TASK DESCRIPTION: For each line in the records, produce an exact copy.

EXERCISE MATERIALS:
********

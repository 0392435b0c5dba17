//! The ball: one discrete step per tick and rebound resolution
//!
//! Horizontal speed is fractional because paddle rebounds accelerate it by a
//! multiplicative factor; vertical speed is integral because paddle rebounds
//! re-roll it. Positions are always integral, so the horizontal speed is
//! truncated whenever it is applied.

use glam::IVec2;
use rand::{Rng, SeedableRng};
use rand_pcg::Pcg32;

use super::arena::Arena;
use super::collision::{Collision, HitDetector};
use super::geometry::{Rect, Side};
use crate::tuning::Tuning;

/// The ball
///
/// `Clone` yields a fully independent copy, rebound RNG included, which is
/// what the AI runs its shadow simulation on.
#[derive(Debug, Clone, PartialEq)]
pub struct Ball {
    rect: Rect,
    x_speed: f64,
    y_speed: i32,
    /// Where a new rally starts
    serve_point: IVec2,
    rebound_factor: f64,
    max_vertical_speed: i32,
    rng: Pcg32,
}

impl Ball {
    /// Create a ball at `position` heading right at one pixel per tick
    pub fn new(position: IVec2, tuning: &Tuning, seed: u64) -> Self {
        Self {
            rect: Rect::new(
                position.x,
                position.y,
                tuning.ball_dimension,
                tuning.ball_dimension,
            ),
            x_speed: 1.0,
            y_speed: 0,
            serve_point: position,
            rebound_factor: tuning.paddle_rebound_factor,
            max_vertical_speed: tuning.max_vertical_speed,
            rng: Pcg32::seed_from_u64(seed),
        }
    }

    /// Create a ball centred in `arena`, served from there on every rally
    pub fn for_arena<D: HitDetector>(arena: &Arena<D>, seed: u64) -> Self {
        let half = arena.tuning().ball_dimension / 2;
        Self::new(arena.center() - IVec2::splat(half), arena.tuning(), seed)
    }

    pub fn rect(&self) -> Rect {
        self.rect
    }

    pub fn position(&self) -> IVec2 {
        self.rect.position()
    }

    pub fn x_speed(&self) -> f64 {
        self.x_speed
    }

    pub fn y_speed(&self) -> i32 {
        self.y_speed
    }

    pub fn set_position(&mut self, position: IVec2) {
        self.rect.set_position(position);
    }

    pub fn set_x_speed(&mut self, x_speed: f64) {
        self.x_speed = x_speed;
    }

    pub fn set_y_speed(&mut self, y_speed: i32) {
        self.y_speed = y_speed;
    }

    /// Per-tick displacement with the horizontal speed truncated
    pub fn velocity(&self) -> IVec2 {
        IVec2::new(self.x_speed as i32, self.y_speed)
    }

    /// No horizontal speed: the rally has not started or has just ended
    pub fn is_stationary(&self) -> bool {
        self.x_speed == 0.0
    }

    /// Side the ball is travelling towards, if any
    pub fn heading(&self) -> Option<Side> {
        if self.x_speed > 0.0 {
            Some(Side::Right)
        } else if self.x_speed < 0.0 {
            Some(Side::Left)
        } else {
            None
        }
    }

    /// Advance the ball one tick through `arena`
    ///
    /// Returns the contact made this tick. A rally-ending contact leaves the
    /// ball frozen at the point of the miss; any other contact rebounds it.
    pub fn advance<D: HitDetector>(&mut self, arena: &Arena<D>) -> Option<Collision> {
        if self.is_stationary() {
            return None;
        }

        let start = self.position();
        let next = start + self.velocity();

        let collision = arena.ball_collision(self, next);
        match collision {
            None => self.set_position(next),
            Some(hit) if hit.game_ending => {
                self.set_position(hit.point);
                self.x_speed = 0.0;
                self.y_speed = 0;
            }
            Some(hit) => {
                self.ricochet(&hit);
                // Rebounded velocity is applied from where the tick started
                let x = (f64::from(start.x) + self.x_speed) as i32;
                self.set_position(IVec2::new(x, start.y + self.y_speed));
            }
        }
        collision
    }

    /// Decide how the ball's velocity changes after striking an obstruction
    pub fn ricochet(&mut self, collision: &Collision) {
        let point = collision.point;
        let obstruction = collision.obstruction;

        let within_x = (obstruction.x - self.rect.width..=obstruction.right()).contains(&point.x);
        let within_y =
            (obstruction.y - self.rect.height..=obstruction.bottom()).contains(&point.y);

        let above = within_x && point.y <= obstruction.y;
        let below = within_x && point.y >= obstruction.bottom();
        let right = within_y && point.x >= obstruction.right();
        // Gated on within_x, unlike `right`. Kept as is: corner hits near an
        // obstruction's left edge classify through this.
        let left = within_x && point.x <= obstruction.x;

        self.set_position(point);

        let vertical = above || below;
        let horizontal = right || left;
        if vertical && horizontal {
            self.rebound_off_paddle();
        } else if vertical {
            self.rebound_off_wall();
        } else if horizontal {
            self.rebound_off_paddle();
        }
    }

    /// Reverse and accelerate horizontally, re-roll the vertical speed
    fn rebound_off_paddle(&mut self) {
        self.x_speed *= -self.rebound_factor;

        let magnitude = self.rng.random_range(0..self.max_vertical_speed);
        self.y_speed = match self.y_speed.signum() {
            1 => magnitude,
            -1 => -magnitude,
            _ if self.rng.random_bool(0.5) => magnitude,
            _ => -magnitude,
        };
    }

    pub fn rebound_off_wall(&mut self) {
        self.y_speed = -self.y_speed;
    }

    /// Serve again, heading towards the side that lost the last point
    pub fn initialise_rally(&mut self, last_winner: Side) {
        self.set_position(self.serve_point);
        self.y_speed = 0;
        self.x_speed = match last_winner {
            Side::Left => 1.0,
            Side::Right => -1.0,
        };
    }
}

********

YOUR SOLUTION:
repository 0392435b0c5dba17
//! The ball: one discrete step per tick and rebound resolution
//!
//! Horizontal speed is fractional because paddle rebounds accelerate it by a
//! multiplicative factor; vertical speed is integral because paddle rebounds
//! re-roll it. Positions are always integral, so the horizontal speed is
//! truncated whenever it is applied.

use glam::IVec2;
use rand::{Rng, SeedableRng};
use rand_pcg::Pcg32;

use super::arena::Arena;
use super::collision::{Collision, HitDetector};
use super::geometry::{Rect, Side};
use crate::tuning::Tuning;

/// The ball
///
/// `Clone` yields a fully independent copy, rebound RNG included, which is
/// what the AI runs its shadow simulation on.
#[derive(Debug, Clone, PartialEq)]
pub struct Ball {
    rect: Rect,
    x_speed: f64,
    y_speed: i32,
    /// Where a new rally starts
    serve_point: IVec2,
    rebound_factor: f64,
    max_vertical_speed: i32,
    rng: Pcg32,
}

impl Ball {
    /// Create a ball at `position` heading right at one pixel per tick
    pub fn new(position: IVec2, tuning: &Tuning, seed: u64) -> Self {
        Self {
            rect: Rect::new(
                position.x,
                position.y,
                tuning.ball_dimension,
                tuning.ball_dimension,
            ),
            x_speed: 1.0,
            y_speed: 0,
            serve_point: position,
            rebound_factor: tuning.paddle_rebound_factor,
            max_vertical_speed: tuning.max_vertical_speed,
            rng: Pcg32::seed_from_u64(seed),
        }
    }

    /// Create a ball centred in `arena`, served from there on every rally
    pub fn for_arena<D: HitDetector>(arena: &Arena<D>, seed: u64) -> Self {
        let half = arena.tuning().ball_dimension / 2;
        Self::new(arena.center() - IVec2::splat(half), arena.tuning(), seed)
    }

    pub fn rect(&self) -> Rect {
        self.rect
    }

    pub fn position(&self) -> IVec2 {
        self.rect.position()
    }

    pub fn x_speed(&self) -> f64 {
        self.x_speed
    }

    pub fn y_speed(&self) -> i32 {
        self.y_speed
    }

    pub fn set_position(&mut self, position: IVec2) {
        self.rect.set_position(position);
    }

    pub fn set_x_speed(&mut self, x_speed: f64) {
        self.x_speed = x_speed;
    }

    pub fn set_y_speed(&mut self, y_speed: i32) {
        self.y_speed = y_speed;
    }

    /// Per-tick displacement with the horizontal speed truncated
    pub fn velocity(&self) -> IVec2 {
        IVec2::new(self.x_speed as i32, self.y_speed)
    }

    /// No horizontal speed: the rally has not started or has just ended
    pub fn is_stationary(&self) -> bool {
        self.x_speed == 0.0
    }

    /// Side the ball is travelling towards, if any
    pub fn heading(&self) -> Option<Side> {
        if self.x_speed > 0.0 {
            Some(Side::Right)
        } else if self.x_speed < 0.0 {
            Some(Side::Left)
        } else {
            None
        }
    }

    /// Advance the ball one tick through `arena`
    ///
    /// Returns the contact made this tick. A rally-ending contact leaves the
    /// ball frozen at the point of the miss; any other contact rebounds it.
    pub fn advance<D: HitDetector>(&mut self, arena: &Arena<D>) -> Option<Collision> {
        if self.is_stationary() {
            return None;
        }

        let start = self.position();
        let next = start + self.velocity();

        let collision = arena.ball_collision(self, next);
        match collision {
            None => self.set_position(next),
            Some(hit) if hit.game_ending => {
                self.set_position(hit.point);
                self.x_speed = 0.0;
                self.y_speed = 0;
            }
            Some(hit) => {
                self.ricochet(&hit);
                // Rebounded velocity is applied from where the tick started
                let x = (f64::from(start.x) + self.x_speed) as i32;
                self.set_position(IVec2::new(x, start.y + self.y_speed));
            }
        }
        collision
    }

    /// Decide how the ball's velocity changes after striking an obstruction
    pub fn ricochet(&mut self, collision: &Collision) {
        let point = collision.point;
        let obstruction = collision.obstruction;

        let within_x = (obstruction.x - self.rect.width..=obstruction.right()).contains(&point.x);
        let within_y =
            (obstruction.y - self.rect.height..=obstruction.bottom()).contains(&point.y);

        let above = within_x && point.y <= obstruction.y;
        let below = within_x && point.y >= obstruction.bottom();
        let right = within_y && point.x >= obstruction.right();
        // Gated on within_x, unlike `right`. Kept as is: corner hits near an
        // obstruction's left edge classify through this.
        let left = within_x && point.x <= obstruction.x;

        self.set_position(point);

        let vertical = above || below;
        let horizontal = right || left;
        if vertical && horizontal {
            self.rebound_off_paddle();
        } else if vertical {
            self.rebound_off_wall();
        } else if horizontal {
            self.rebound_off_paddle();
        }
    }

    /// Reverse and accelerate horizontally, re-roll the vertical speed
    fn rebound_off_paddle(&mut self) {
        self.x_speed *= -self.rebound_factor;

        let magnitude = self.rng.random_range(0..self.max_vertical_speed);
        self.y_speed = match self.y_speed.signum() {
            1 => magnitude,
            -1 => -magnitude,
            _ if self.rng.random_bool(0.5) => magnitude,
            _ => -magnitude,
        };
    }

    pub fn rebound_off_wall(&mut self) {
        self.y_speed = -self.y_speed;
    }

    /// Serve again, heading towards the side that lost the last point
    pub fn initialise_rally(&mut self, last_winner: Side) {
        self.set_position(self.serve_point);
        self.y_speed = 0;
        self.x_speed = match last_winner {
            Side::Left => 1.0,
            Side::Right => -1.0,
        };
    }
}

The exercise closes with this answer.